Le care, notion philosophique d’origine américaine qui signifie à la fois l’attention, le soin, le souci et la sollicitude, a été utilisé pour la première fois par Carol Gilligan. Elle a défini l’éthique du care comme « le souci des autres et la volonté d’entretenir les liens tissés avec eux, portée par les filles » [1]. Dans les années 1990, Bérénice Fisher et Joan Tronto ont complété cette définition en insistant sur « l’interdépendance des liens entre les êtres humains par opposition à la vision atomisée de l’individu » [2].
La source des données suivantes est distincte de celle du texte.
//! Active-surface registry.
//!
//! Keyboard input is page-global, but several surfaces may be mounted at
//! once. The host installs one set of window listeners and routes every key
//! event to the single active surface held here. The most recently attached
//! or activated surface is active; when it detaches, the most recent
//! remaining one takes over. A surface that loses activity while keys are
//! held never sees their key-ups, so [`Registry::hand_off`] reports it.

#[cfg(test)]
#[path = "registry_test.rs"]
mod registry_test;

/// Handle for a registered surface.
#[derive(Debug, Clone, Copy, PartialEq, Eq, Hash, PartialOrd, Ord)]
pub struct SurfaceId(u64);

/// Surfaces in activation order (last = active).
#[derive(Debug)]
pub struct Registry<S> {
    entries: Vec<(SurfaceId, S)>,
    next_id: u64,
}

impl<S> Default for Registry<S> {
    fn default() -> Self {
        Self { entries: Vec::new(), next_id: 0 }
    }
}

impl<S> Registry<S> {
    #[must_use]
    pub fn new() -> Self {
        Self::default()
    }

    #[must_use]
    pub fn len(&self) -> usize {
        self.entries.len()
    }

    #[must_use]
    pub fn is_empty(&self) -> bool {
        self.entries.is_empty()
    }

    /// Register a surface and make it active.
    pub fn attach(&mut self, surface: S) -> SurfaceId {
        self.next_id += 1;
        let id = SurfaceId(self.next_id);
        self.entries.push((id, surface));
        id
    }

    /// Remove a surface, returning it. Activity falls back to the most recent
    /// remaining surface.
    pub fn detach(&mut self, id: SurfaceId) -> Option<S> {
        let index = self.entries.iter().position(|(entry, _)| *entry == id)?;
        Some(self.entries.remove(index).1)
    }

    /// Make a registered surface active (pointer entered it, it gained focus).
    /// Returns `false` for unknown ids.
    pub fn activate(&mut self, id: SurfaceId) -> bool {
        let Some(index) = self.entries.iter().position(|(entry, _)| *entry == id) else {
            return false;
        };
        let entry = self.entries.remove(index);
        self.entries.push(entry);
        true
    }

    /// Make `id` active and return the surface that lost activity, if any.
    ///
    /// Keys still held on the returned surface will release over the new one,
    /// so the host must treat the handoff as a focus loss for it.
    pub fn hand_off(&mut self, id: SurfaceId) -> Option<SurfaceId> {
        let previous = self.active_id()?;
        if previous == id || !self.activate(id) {
            return None;
        }
        Some(previous)
    }

    #[must_use]
    pub fn active_id(&self) -> Option<SurfaceId> {
        self.entries.last().map(|(id, _)| *id)
    }

    #[must_use]
    pub fn active(&self) -> Option<&S> {
        self.entries.last().map(|(_, s)| s)
    }

    pub fn active_mut(&mut self) -> Option<&mut S> {
        self.entries.last_mut().map(|(_, s)| s)
    }

    #[must_use]
    pub fn get(&self, id: SurfaceId) -> Option<&S> {
        self.entries.iter().find(|(entry, _)| *entry == id).map(|(_, s)| s)
    }

    pub fn get_mut(&mut self, id: SurfaceId) -> Option<&mut S> {
        self.entries.iter_mut().find(|(entry, _)| *entry == id).map(|(_, s)| s)
    }
}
Son application au soin dans la pratique médicale et paramédicale a été largement étudiée. L’éthique du care a ensuite été étendue à tous les aspects de la vie politique et morale. Dès lors, elle s’applique à la personne en général (et pas seulement aux patients) et à tous les espaces de vie, travail ou sphère privée.
Réparer notre monde
L’espérance de vie s’est considérablement améliorée au cours de la deuxième moitié du XXe siècle, grâce à la découverte des antibiotiques et aux progrès en médecine cardio-vasculaire. Avec l’émergence de nouveaux cancers et des maladies chroniques, la pratique médicale a dû s’adapter aux nouveaux patients.
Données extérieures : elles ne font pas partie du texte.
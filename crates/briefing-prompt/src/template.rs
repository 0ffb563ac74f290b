//! Core prompt template trait

use crate::{Language, PromptError, Result};

/// Core trait for prompt templates
///
/// Variables are passed as `serde_json::Value` so the trait stays
/// dyn-compatible and templates can live in a registry.
pub trait PromptTemplate: Send + Sync {
    /// Template name/identifier
    fn name(&self) -> &str;

    /// Languages this template has a variant for
    fn languages(&self) -> Vec<Language>;

    /// Check if a language is supported
    fn supports_language(&self, lang: &Language) -> bool {
        self.languages().contains(lang)
    }

    /// Render the variant for `lang`
    fn render(&self, lang: &Language, vars: &serde_json::Value) -> Result<String>;

    /// Render with fallback: requested language, then English, then the
    /// first available variant
    fn render_with_fallback(&self, lang: &Language, vars: &serde_json::Value) -> Result<String> {
        if self.supports_language(lang) {
            return self.render(lang, vars);
        }

        if self.supports_language(&Language::English) {
            return self.render(&Language::English, vars);
        }

        let fallback = self
            .languages()
            .into_iter()
            .next()
            .ok_or_else(|| PromptError::NoLanguageAvailable(self.name().to_string()))?;

        self.render(&fallback, vars)
    }

    /// Raw template source for a language
    fn raw_template(&self, lang: &Language) -> Option<&str>;
}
La logique du paternalisme a été abandonnée au profit de la logique du choix, dont le fondement est une conception de l’individu rationnel, responsable et autonome, héritée de la philosophie des Lumières. Or cette logique paraît aujourd’hui dépassée. Elle est opposée à la logique du care, qui suppose de prendre au sérieux les besoins physiques et psychologiques des malades : l’art du soin est d’« agir sans chercher à contrôler » [3].
En soutien à la vie, le nouvel ouvrage de Marie Gaille, philosophe et directrice de l’Institut des sciences, humaines et sociales, propose un libre commentaire de la définition du care,
une activité générique qui comprend tout ce que nous faisons pour maintenir, perpétuer et réparer notre monde, en sorte que nous puissions y vivre aussi bien que possible.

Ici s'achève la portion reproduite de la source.